Concejo's illustrations and Tokarczuk's sketchbooks were on display at Dom Słów, The House of Words, in Lublin, Poland, from October 5 until November 5.

==== 2019 ====
To celebrate the translation of the book into Galician, Catalan, and Basque Spanish, twenty-three of Concejo's illustrations were displayed at the Cervantes Institute in December in Krakow, Poland.

== Translation ==
In 2021, The Lost Soul was translated into English by Antonia Lloyd-Jones and published by Seven Stories Press with the support of the Book Institute and the ©POLAND Translation Programme.
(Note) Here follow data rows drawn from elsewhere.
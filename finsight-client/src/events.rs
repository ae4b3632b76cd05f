//! Live job event stream
//!
//! Converts the backend's server-sent-event response into typed
//! `MonitorEvent` values. Handles partial lines, buffering and `data:`
//! framing; non-data SSE lines (`event:`, `id:`, `retry:`, comments) are
//! skipped.

use bytes::{Bytes, BytesMut};
use futures::stream::Stream;
use std::pin::Pin;
use std::task::{Context, Poll};
use tracing::warn;
use uuid::Uuid;

use crate::DashboardClient;
use crate::error::{ClientError, Result};
use finsight_core::dto::event::MonitorEvent;

impl DashboardClient {
    /// Open the live event stream for a job
    ///
    /// Returns a stream of typed events. A malformed frame surfaces as a
    /// `ParseError` item and the stream keeps going; a transport failure
    /// surfaces as a `StreamFailed`/`RequestFailed` item and ends it.
    ///
    /// # Arguments
    /// * `job_id` - The job UUID assigned at submission time
    pub async fn job_events(&self, job_id: Uuid) -> Result<EventFrameStream> {
        use reqwest::header;

        let url = self.events_url(job_id);
        let response = self
            .client
            .get(&url)
            .header(header::ACCEPT, "text/event-stream")
            .send()
            .await?;

        let status = response.status();
        if !status.is_success() {
            let error_text = response.text().await.unwrap_or_default();
            warn!(%status, %job_id, "event stream request rejected");
            return Err(ClientError::api_error(status.as_u16(), error_text));
        }

        Ok(EventFrameStream::new(response.bytes_stream()))
    }
}

/// Stream adapter that converts raw SSE bytes into `MonitorEvent` values.
///
/// Buffers raw bytes and only decodes text per complete line, so chunk
/// boundaries may fall anywhere, including inside a multi-byte character.
pub struct EventFrameStream {
    inner: Pin<Box<dyn Stream<Item = std::result::Result<Bytes, reqwest::Error>> + Send>>,
    buffer: BytesMut,
}

impl EventFrameStream {
    pub(crate) fn new(
        byte_stream: impl Stream<Item = std::result::Result<Bytes, reqwest::Error>> + Send + 'static,
    ) -> Self {
        Self {
            inner: Box::pin(byte_stream),
            buffer: BytesMut::new(),
        }
    }
}

impl Stream for EventFrameStream {
    type Item = Result<MonitorEvent>;

    fn poll_next(self: Pin<&mut Self>, cx: &mut Context<'_>) -> Poll<Option<Self::Item>> {
        let this = self.get_mut();

        loop {
            // Try to parse a complete frame from the buffer
            if let Some(event) = try_parse_line(&mut this.buffer) {
                return Poll::Ready(Some(event));
            }

            // Need more data from the byte stream
            match Pin::new(&mut this.inner).poll_next(cx) {
                Poll::Ready(Some(Ok(bytes))) => {
                    // Raw bytes only; decoding waits for a complete line.
                    this.buffer.extend_from_slice(&bytes);
                }
                Poll::Ready(Some(Err(e))) => {
                    return Poll::Ready(Some(Err(ClientError::StreamFailed(e.to_string()))));
                }
                Poll::Ready(None) => {
                    // Stream ended; drain whatever complete line remains
                    if this.buffer.iter().all(|b| b.is_ascii_whitespace()) {
                        return Poll::Ready(None);
                    }
                    this.buffer.extend_from_slice(b"\n");
                    if let Some(event) = try_parse_line(&mut this.buffer) {
                        return Poll::Ready(Some(event));
                    }
                    return Poll::Ready(None);
                }
                Poll::Pending => return Poll::Pending,
            }
        }
    }
}

/// Try to extract and parse one complete SSE data line from the buffer.
/// Returns `None` if no complete frame is available yet.
///
/// A line is complete once its `\n` byte arrived; `\n` never appears
/// inside a multi-byte UTF-8 sequence, so every character on a complete
/// line is fully buffered.
fn try_parse_line(buffer: &mut BytesMut) -> Option<Result<MonitorEvent>> {
    loop {
        let newline_pos = buffer.iter().position(|b| *b == b'\n')?;
        let line_bytes = buffer.split_to(newline_pos + 1);
        let line = match std::str::from_utf8(&line_bytes[..newline_pos]) {
            Ok(text) => text.trim(),
            Err(e) => {
                return Some(Err(ClientError::ParseError(format!(
                    "Invalid UTF-8 in event frame: {}",
                    e
                ))));
            }
        };

        // Blank lines are SSE event separators; ":" starts a comment.
        if line.is_empty() || line.starts_with(':') {
            continue;
        }

        if let Some(data) = line.strip_prefix("data:") {
            let data = data.trim();
            match serde_json::from_str::<MonitorEvent>(data) {
                Ok(event) => return Some(Ok(event)),
                Err(e) => {
                    let preview: String = data.chars().take(200).collect();
                    return Some(Err(ClientError::ParseError(format!(
                        "Failed to parse event frame: {} (data: {})",
                        e, preview
                    ))));
                }
            }
        }

        // Skip non-data lines (e.g., "event:", "id:", "retry:")
    }
}

#[cfg(test)]
mod tests {
    use super::*;
    use futures::StreamExt;

    fn byte_chunks(chunks: &[&str]) -> Vec<std::result::Result<Bytes, reqwest::Error>> {
        chunks
            .iter()
            .map(|c| Ok(Bytes::copy_from_slice(c.as_bytes())))
            .collect()
    }

    async fn collect(chunks: &[&str]) -> Vec<Result<MonitorEvent>> {
        let stream = EventFrameStream::new(futures::stream::iter(byte_chunks(chunks)));
        stream.collect().await
    }

    #[tokio::test]
    async fn test_parses_data_frames() {
        let items = collect(&[
            "data: {\"type\":\"progress\",\"percentage\":25}\n\n",
            "data: {\"type\":\"complete\"}\n\n",
        ])
        .await;

        assert_eq!(items.len(), 2);
        assert_eq!(
            *items[0].as_ref().unwrap(),
            MonitorEvent::Progress {
                percentage: 25,
                message: None
            }
        );
        assert_eq!(*items[1].as_ref().unwrap(), MonitorEvent::Complete);
    }

    #[tokio::test]
    async fn test_buffers_partial_lines_across_chunks() {
        let items = collect(&[
            "data: {\"type\":\"log\",\"mes",
            "sage\":\"Starting analysis\"}\n\n",
        ])
        .await;

        assert_eq!(items.len(), 1);
        assert_eq!(
            *items[0].as_ref().unwrap(),
            MonitorEvent::Log {
                message: "Starting analysis".to_string()
            }
        );
    }

    #[tokio::test]
    async fn test_skips_comments_and_non_data_lines() {
        let items = collect(&[
            ": keep-alive\n",
            "event: job\n",
            "id: 7\n",
            "data: {\"type\":\"heartbeat\"}\n\n",
        ])
        .await;

        assert_eq!(items.len(), 1);
        assert_eq!(*items[0].as_ref().unwrap(), MonitorEvent::Heartbeat);
    }

    #[tokio::test]
    async fn test_malformed_frame_yields_parse_error_and_stream_continues() {
        let items = collect(&[
            "data: {not json}\n",
            "data: {\"type\":\"complete\"}\n",
        ])
        .await;

        assert_eq!(items.len(), 2);
        assert!(items[0].as_ref().unwrap_err().is_parse_error());
        assert_eq!(*items[1].as_ref().unwrap(), MonitorEvent::Complete);
    }

    #[tokio::test]
    async fn test_multibyte_char_torn_across_chunks_is_reassembled() {
        let frame = "data: {\"type\":\"log\",\"message\":\"✅ ledger reconciled\"}\n\n";
        let split = frame.find('✅').unwrap() + 1; // inside the codepoint
        let bytes = frame.as_bytes();
        let chunks = vec![
            Ok(Bytes::copy_from_slice(&bytes[..split])),
            Ok(Bytes::copy_from_slice(&bytes[split..])),
        ];

        let items: Vec<_> = EventFrameStream::new(futures::stream::iter(chunks))
            .collect()
            .await;

        assert_eq!(items.len(), 1);
        assert_eq!(
            *items[0].as_ref().unwrap(),
            MonitorEvent::Log {
                message: "✅ ledger reconciled".to_string()
            }
        );
    }

    #[tokio::test]
    async fn test_long_multibyte_malformed_frame_is_reported_not_fatal() {
        let junk = format!("data: {}\n", "✓".repeat(100));
        let items = collect(&[junk.as_str(), "data: {\"type\":\"complete\"}\n"]).await;

        assert_eq!(items.len(), 2);
        assert!(items[0].as_ref().unwrap_err().is_parse_error());
        assert_eq!(*items[1].as_ref().unwrap(), MonitorEvent::Complete);
    }

    #[tokio::test]
    async fn test_final_unterminated_line_is_drained() {
        let items = collect(&["data: {\"type\":\"complete\"}"]).await;
        assert_eq!(items.len(), 1);
        assert_eq!(*items[0].as_ref().unwrap(), MonitorEvent::Complete);
    }
}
The Book Institute has also supported translations of the book into Danish (translated by Hanne Lone Tønnesen), Czech (translated by Barbora Doležalova), French (translated by Margot Carlier), Hungarian (translated by Viktória Kellermann), Catalan (translated by Xavier Farré), Bulgarian (translated by Silvia Borisova), and Spanish (translated by Xavier Farré).

== Awards ==
In 2018, The Lost Soul was awarded the Fiction Bologna Ragazzi Prize at the Bologna Book Fair. The verdict of the Bologna Ragazzi Prize's jury stated this was because of how the philosophical subject of the book was investigated through Joanna Concejo's illustrations. The book also won awards within the “must-have” program in the Łódź Design Festival, a competition and plebiscite that awards the best Polish products.